◆ **Exercise objective**
Repeat the full listing exactly.

- - - - -

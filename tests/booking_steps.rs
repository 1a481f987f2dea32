use chrono::{NaiveDate, TimeZone, Utc};
use taskCalendarBot::models::conversation::{ConversationState, Step};
use taskCalendarBot::service::booking_flow::{
    advance, start_booking, StepOutcome, DATE_PROMPT, DESCRIPTION_PROMPT, INVALID_DATE_MESSAGE,
    INVALID_TIME_MESSAGE, TITLE_PROMPT,
};

fn now() -> chrono::DateTime<Utc> {
    Utc.with_ymd_and_hms(2024, 3, 1, 12, 0, 0).unwrap()
}

fn expect_advanced(outcome: StepOutcome) -> ConversationState {
    match outcome {
        StepOutcome::Advanced { state, .. } => state,
        other => panic!("expected advance, got {:?}", other),
    }
}

fn state_at(step: Step) -> ConversationState {
    let mut state = ConversationState::new(now());
    state.step = step;
    state.draft.title = Some("Release review".to_string());
    state.draft.description = Some("Walk through the changelog".to_string());
    state.draft.assignee = Some("Robin".to_string());
    if step == Step::AwaitingTime {
        state.draft.date = NaiveDate::from_ymd_opt(2024, 3, 20);
    }
    state
}

#[test]
fn each_valid_input_moves_exactly_one_step() {
    let (state, prompt) = start_booking(now());
    assert_eq!(state.step, Step::AwaitingTitle);
    assert!(state.draft.is_empty());
    assert_eq!(prompt, TITLE_PROMPT);

    let inputs = [
        ("Release review", Step::AwaitingDescription),
        ("Walk through the changelog", Step::AwaitingAssignee),
        ("Robin", Step::AwaitingDate),
        ("2024-03-20", Step::AwaitingTime),
    ];
    let mut state = state;
    for (input, expected) in inputs {
        state = expect_advanced(advance(state, input, now()).unwrap());
        assert_eq!(state.step, expected);
    }

    match advance(state, "09:00", now()).unwrap() {
        StepOutcome::Completed { task, reply } => {
            assert_eq!(task.title, "Release review");
            assert_eq!(task.description, "Walk through the changelog");
            assert_eq!(task.assignee, "Robin");
            assert_eq!(task.date, NaiveDate::from_ymd_opt(2024, 3, 20).unwrap());
            assert_eq!(task.time_slot, "09:00");
            assert!(!task.id.is_empty());
            assert!(reply.contains("📅 Date: 2024-03-20"));
            assert!(reply.contains("🕒 Time: 09:00"));
        }
        other => panic!("expected completion, got {:?}", other),
    }
}

#[test]
fn title_reply_asks_for_description() {
    let (state, _) = start_booking(now());
    match advance(state, "Standup", now()).unwrap() {
        StepOutcome::Advanced { state, reply } => {
            assert_eq!(reply, DESCRIPTION_PROMPT);
            assert_eq!(state.draft.title.as_deref(), Some("Standup"));
        }
        other => panic!("unexpected {:?}", other),
    }
}

#[test]
fn free_text_is_kept_verbatim() {
    let state = state_at(Step::AwaitingAssignee);
    match advance(state, "<b>Robin</b> & co", now()).unwrap() {
        StepOutcome::Advanced { state, reply } => {
            assert_eq!(state.draft.assignee.as_deref(), Some("<b>Robin</b> & co"));
            assert_eq!(reply, DATE_PROMPT);
        }
        other => panic!("unexpected {:?}", other),
    }
}

#[test]
fn valid_date_is_stored() {
    let state = expect_advanced(advance(state_at(Step::AwaitingDate), "2024-03-20", now()).unwrap());
    assert_eq!(state.draft.date, NaiveDate::from_ymd_opt(2024, 3, 20));
    assert_eq!(state.step, Step::AwaitingTime);
}

#[test]
fn impossible_date_is_rejected() {
    for input in ["2024-13-40", "2024-02-30", "03/20/2024", ""] {
        let outcome = advance(state_at(Step::AwaitingDate), input, now()).unwrap();
        assert_eq!(
            outcome,
            StepOutcome::Rejected {
                step: Step::AwaitingDate,
                reply: INVALID_DATE_MESSAGE.to_string(),
            },
            "input {:?}",
            input
        );
    }
}

#[test]
fn out_of_range_time_is_rejected() {
    for input in ["25:99", "24:00", "9am", "09:0"] {
        let outcome = advance(state_at(Step::AwaitingTime), input, now()).unwrap();
        assert_eq!(
            outcome,
            StepOutcome::Rejected {
                step: Step::AwaitingTime,
                reply: INVALID_TIME_MESSAGE.to_string(),
            },
            "input {:?}",
            input
        );
    }
}

#[test]
fn advancing_refreshes_activity_time() {
    let later = now() + chrono::Duration::minutes(3);
    let state = expect_advanced(advance(state_at(Step::AwaitingTitle), "x", later).unwrap());
    assert_eq!(state.last_activity_at, later);
}

#[test]
fn completing_with_missing_fields_is_an_error() {
    let mut state = ConversationState::new(now());
    state.step = Step::AwaitingTime;
    assert!(advance(state, "09:00", now()).is_err());
}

- - - - -

◆ **Answer for this exercise**
filename tests/booking_steps.rs
repository 1a481f987f2dea32
use chrono::{NaiveDate, TimeZone, Utc};
use taskCalendarBot::models::conversation::{ConversationState, Step};
use taskCalendarBot::service::booking_flow::{
    advance, start_booking, StepOutcome, DATE_PROMPT, DESCRIPTION_PROMPT, INVALID_DATE_MESSAGE,
    INVALID_TIME_MESSAGE, TITLE_PROMPT,
};

fn now() -> chrono::DateTime<Utc> {
    Utc.with_ymd_and_hms(2024, 3, 1, 12, 0, 0).unwrap()
}

fn expect_advanced(outcome: StepOutcome) -> ConversationState {
    match outcome {
        StepOutcome::Advanced { state, .. } => state,
        other => panic!("expected advance, got {:?}", other),
    }
}

fn state_at(step: Step) -> ConversationState {
    let mut state = ConversationState::new(now());
    state.step = step;
    state.draft.title = Some("Release review".to_string());
    state.draft.description = Some("Walk through the changelog".to_string());
    state.draft.assignee = Some("Robin".to_string());
    if step == Step::AwaitingTime {
        state.draft.date = NaiveDate::from_ymd_opt(2024, 3, 20);
    }
    state
}

#[test]
fn each_valid_input_moves_exactly_one_step() {
    let (state, prompt) = start_booking(now());
    assert_eq!(state.step, Step::AwaitingTitle);
    assert!(state.draft.is_empty());
    assert_eq!(prompt, TITLE_PROMPT);

    let inputs = [
        ("Release review", Step::AwaitingDescription),
        ("Walk through the changelog", Step::AwaitingAssignee),
        ("Robin", Step::AwaitingDate),
        ("2024-03-20", Step::AwaitingTime),
    ];
    let mut state = state;
    for (input, expected) in inputs {
        state = expect_advanced(advance(state, input, now()).unwrap());
        assert_eq!(state.step, expected);
    }

    match advance(state, "09:00", now()).unwrap() {
        StepOutcome::Completed { task, reply } => {
            assert_eq!(task.title, "Release review");
            assert_eq!(task.description, "Walk through the changelog");
            assert_eq!(task.assignee, "Robin");
            assert_eq!(task.date, NaiveDate::from_ymd_opt(2024, 3, 20).unwrap());
            assert_eq!(task.time_slot, "09:00");
            assert!(!task.id.is_empty());
            assert!(reply.contains("📅 Date: 2024-03-20"));
            assert!(reply.contains("🕒 Time: 09:00"));
        }
        other => panic!("expected completion, got {:?}", other),
    }
}

#[test]
fn title_reply_asks_for_description() {
    let (state, _) = start_booking(now());
    match advance(state, "Standup", now()).unwrap() {
        StepOutcome::Advanced { state, reply } => {
            assert_eq!(reply, DESCRIPTION_PROMPT);
            assert_eq!(state.draft.title.as_deref(), Some("Standup"));
        }
        other => panic!("unexpected {:?}", other),
    }
}

#[test]
fn free_text_is_kept_verbatim() {
    let state = state_at(Step::AwaitingAssignee);
    match advance(state, "<b>Robin</b> & co", now()).unwrap() {
        StepOutcome::Advanced { state, reply } => {
            assert_eq!(state.draft.assignee.as_deref(), Some("<b>Robin</b> & co"));
            assert_eq!(reply, DATE_PROMPT);
        }
        other => panic!("unexpected {:?}", other),
    }
}

#[test]
fn valid_date_is_stored() {
    let state = expect_advanced(advance(state_at(Step::AwaitingDate), "2024-03-20", now()).unwrap());
    assert_eq!(state.draft.date, NaiveDate::from_ymd_opt(2024, 3, 20));
    assert_eq!(state.step, Step::AwaitingTime);
}

#[test]
fn impossible_date_is_rejected() {
    for input in ["2024-13-40", "2024-02-30", "03/20/2024", ""] {
        let outcome = advance(state_at(Step::AwaitingDate), input, now()).unwrap();
        assert_eq!(
            outcome,
            StepOutcome::Rejected {
                step: Step::AwaitingDate,
                reply: INVALID_DATE_MESSAGE.to_string(),
            },
            "input {:?}",
            input
        );
    }
}

#[test]
fn out_of_range_time_is_rejected() {
    for input in ["25:99", "24:00", "9am", "09:0"] {
        let outcome = advance(state_at(Step::AwaitingTime), input, now()).unwrap();
        assert_eq!(
            outcome,
            StepOutcome::Rejected {
                step: Step::AwaitingTime,
                reply: INVALID_TIME_MESSAGE.to_string(),
            },
            "input {:?}",
            input
        );
    }
}

#[test]
fn advancing_refreshes_activity_time() {
    let later = now() + chrono::Duration::minutes(3);
    let state = expect_advanced(advance(state_at(Step::AwaitingTitle), "x", later).unwrap());
    assert_eq!(state.last_activity_at, later);
}

#[test]
fn completing_with_missing_fields_is_an_error() {
    let mut state = ConversationState::new(now());
    state.step = Step::AwaitingTime;
    assert!(advance(state, "09:00", now()).is_err());
}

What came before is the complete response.